AI, Automation, and Risk in MedTech

November 29, 2023

AI, Automation, and Risk in MedTech

Most of us are quite comfortable using automations in both our personal and work lives. So much so that we barely think of them as automations anymore. 

When you set a reminder on your phone to change the air filter in your furnace every three months, you’re using automation. When you complete a task in your project management software, and it sends a message to a colleague that you’ve done so, that's automation as well. 

The interesting thing is that while we’re comfortable with automation, there’s a lot of skepticism around the many AI tools that have come out recently. For example, Greenlight Guru recently surveyed more than 200 MedTech professionals about their use of AI tools and their attitudes toward them. And while the vast majority were interested in these tools, less than a third of our respondents were actually using them. Many expressed hesitancy about their accuracy and the potential for errors. 

Skepticism of AI is understandable, but some of it appears to rest on a misconception about what it is these AI tools are actually doing. There’s a misunderstanding regarding the relationship between automation (which we all accept and often love) and AI (which we are generally wary of). 

I think if we consider the close relationship between the two, as well as how AI differs from simple automations, we can begin to ease some of that wariness and help people feel more comfortable with the vast potential of these tools. 

BONUS RESOURCE: Click here to download 10 ChatGPT sample prompts for risk evaluation of a medical device.

Automation vs. AI: A Continuum, Not a Divide

At its core, automation means executing a predetermined action in response to a specific trigger. You can think of it as a simple cause-and-effect mechanism; if you perform a particular action, the software will respond in a predefined manner. This deterministic model has been the backbone of our software interfaces for ages.

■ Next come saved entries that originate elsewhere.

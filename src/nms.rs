//! Greedy non-maximum suppression.

use std::cmp::Ordering;

use crate::detect::Detection;

pub const DEFAULT_IOU_THRESHOLD: f32 = 0.5;

/// Keep the most confident detection of every overlapping cluster.
///
/// Detections are ranked by confidence (stable for equal scores). The top
/// remaining detection is kept and every remaining detection whose IoU with
/// it is strictly above `iou_threshold` is discarded, until none remain.
/// Classes are not considered: a "cup" can suppress an overlapping "bowl".
/// Degenerate boxes are dropped up front.
pub fn non_max_suppression(detections: Vec<Detection>, iou_threshold: f32) -> Vec<Detection> {
    let mut remaining: Vec<Detection> = detections
        .into_iter()
        .filter(|d| !d.bbox.is_degenerate())
        .collect();
    remaining.sort_by(|a, b| {
        b.confidence
            .partial_cmp(&a.confidence)
            .unwrap_or(Ordering::Equal)
    });

    let mut kept: Vec<Detection> = Vec::with_capacity(remaining.len());
    for candidate in remaining {
        let suppressed = kept
            .iter()
            .any(|winner| winner.bbox.iou(&candidate.bbox) > iou_threshold);
        if !suppressed {
            kept.push(candidate);
        }
    }
    kept
}

#[cfg(test)]
mod tests {
    use super::*;
    use crate::decode::TensorDecoder;
    use crate::detect::BoundingBox;

    fn det(bbox: BoundingBox, label: &str, confidence: f32) -> Detection {
        Detection {
            bbox,
            label: label.to_string(),
            confidence,
        }
    }

    #[test]
    fn heavy_overlap_keeps_only_the_confident_box() {
        // inter = 90 * 100, union = 100*100 + 90*100 - 9000 -> iou 0.9
        let strong = det(BoundingBox::new(0, 0, 100, 100), "cup", 0.9);
        let weak = det(BoundingBox::new(10, 0, 100, 100), "cup", 0.6);
        assert!(strong.bbox.iou(&weak.bbox) > 0.8);

        let kept = non_max_suppression(vec![weak, strong.clone()], 0.5);

        assert_eq!(kept, vec![strong]);
    }

    #[test]
    fn iou_of_eight_tenths_suppresses() {
        // a = 100x100, b = 100x80 inside a -> iou = 8000 / 10000 = 0.8
        let a = det(BoundingBox::new(0, 0, 100, 100), "chair", 0.9);
        let b = det(BoundingBox::new(0, 0, 100, 80), "chair", 0.6);
        assert!((a.bbox.iou(&b.bbox) - 0.8).abs() < 1e-6);

        let kept = non_max_suppression(vec![a.clone(), b], 0.5);
        assert_eq!(kept, vec![a]);
    }

    #[test]
    fn light_overlap_keeps_both() {
        // a = 100x100, b = 100x100 shifted 50 right, 50 down: inter 2500,
        // union 17500 -> iou ~0.14
        let a = det(BoundingBox::new(0, 0, 100, 100), "cup", 0.9);
        let b = det(BoundingBox::new(50, 50, 150, 150), "cup", 0.6);
        assert!(a.bbox.iou(&b.bbox) < 0.3);

        let kept = non_max_suppression(vec![b.clone(), a.clone()], 0.5);
        assert_eq!(kept, vec![a, b]);
    }

    #[test]
    fn different_classes_still_suppress_each_other() {
        let cup = det(BoundingBox::new(0, 0, 100, 100), "cup", 0.8);
        let bowl = det(BoundingBox::new(0, 0, 100, 95), "bowl", 0.7);
        let kept = non_max_suppression(vec![bowl, cup.clone()], 0.5);
        assert_eq!(kept, vec![cup]);
    }

    #[test]
    fn suppressed_box_does_not_suppress_others() {
        // b overlaps a and c; a suppresses b, so c must survive even though
        // b and c overlap heavily.
        let a = det(BoundingBox::new(0, 0, 100, 100), "x", 0.9);
        let b = det(BoundingBox::new(25, 0, 125, 100), "x", 0.8);
        let c = det(BoundingBox::new(50, 0, 150, 100), "x", 0.7);
        assert!(a.bbox.iou(&c.bbox) < 0.5);
        assert!(b.bbox.iou(&c.bbox) > 0.5);

        let kept = non_max_suppression(vec![c.clone(), b, a.clone()], 0.5);
        assert_eq!(kept, vec![a, c]);
    }

    #[test]
    fn extreme_decoded_boxes_do_not_overflow() -> anyhow::Result<()> {
        let decoder = TensorDecoder::new(vec!["person".to_string()]);
        let tensor = vec![
            -3e9, -3e9, 6e9, 6e9, 0.9, 1.0, //
            -3e9, -3e9, 6e9, 6e9, 0.8, 1.0,
        ];
        let decoded = decoder.decode(&tensor, 640, 640)?;
        assert_eq!(decoded.len(), 2);
        assert_eq!(decoded[0].bbox.left, i32::MIN);
        assert_eq!(decoded[0].bbox.right, i32::MAX);

        let kept = non_max_suppression(decoded, DEFAULT_IOU_THRESHOLD);
        assert_eq!(kept.len(), 1);
        assert_eq!(kept[0].confidence, 0.9);
        Ok(())
    }

    #[test]
    fn empty_input_yields_empty_output() {
        assert!(non_max_suppression(Vec::new(), DEFAULT_IOU_THRESHOLD).is_empty());
    }
}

AI is often thought of as an advanced system that can think, learn, and make decisions independently. However, in reality, present-day AI is really more of a continuation of automation, with the primary distinction being complexity of the inputs and outputs.

Consider the process of interpreting text. Traditional automation might involve reacting to a simple input like a 'yes' or 'no' response, but AI can evaluate an entire paragraph to discern its intent and decide the best course of action based on this complex non-fixed input. And when there is a high degree of non-determinism—meaning the input is less structured or more random—AI can still effectively process it and determine the appropriate response. 

Think about your experience calling an automated customer service line. If you’re prompted to speak at all, it’s typically in one or two word answers, like 'yes' or 'no' that will eventually lead to a recorded response or perhaps a customer service agent. That automated system can’t handle much non-determinism; you can’t patiently explain your problem to it and expect it to provide an answer. 

In MedTech, an automation in a medical device might assess a simple blood measure, but you would need an AI system to evaluate brainwave activity or analyze radiology data and then offer diagnostics or insights from the data. 

In other words, once you reach a certain level of complexity, leveraging AI to handle the analysis becomes the most efficient solution because writing a deterministic software program to accomplish the task becomes intractably complex because of the number of steps and branching logic involved.  

Understanding the risks is key to using (or not using) AI

For those comfortable with software automations but wary of AI, it's worth noting that the risks associated with AI are not always greater than traditional systems. It boils down to the potential cost of an algorithm making the wrong decision. 

Many AI systems have been proven to have error rates lower than humans in a litany of tasks. However, people's perceptions of risk, especially in unfamiliar areas, can be skewed by lack of data and personal experiences. There are a couple cognitive biases that come into play here and are worth examining.

Availability bias

The first is what’s known as availability bias, which is simply the tendency of people to deem events they can easily recall as more probable. For instance, if you’ve recently seen several news articles about self-driving cars crashing or otherwise malfunctioning, you’re more likely to consider them highly dangerous. Or if you’ve used ChatGPT a handful of times and seen it “hallucinate” an answer, that experience may quickly come to mind when you’re evaluating the risk of another AI tool. 

Anchoring bias

The second is anchoring bias, which occurs when people become fixated on an initial piece of information and disregard updated data that conflicts with their initial assessment. A poor first experience can easily become the anchor that determines whether we think an AI tool, like a large language model (LLM), for instance, can be of use to us—regardless of its true potential. 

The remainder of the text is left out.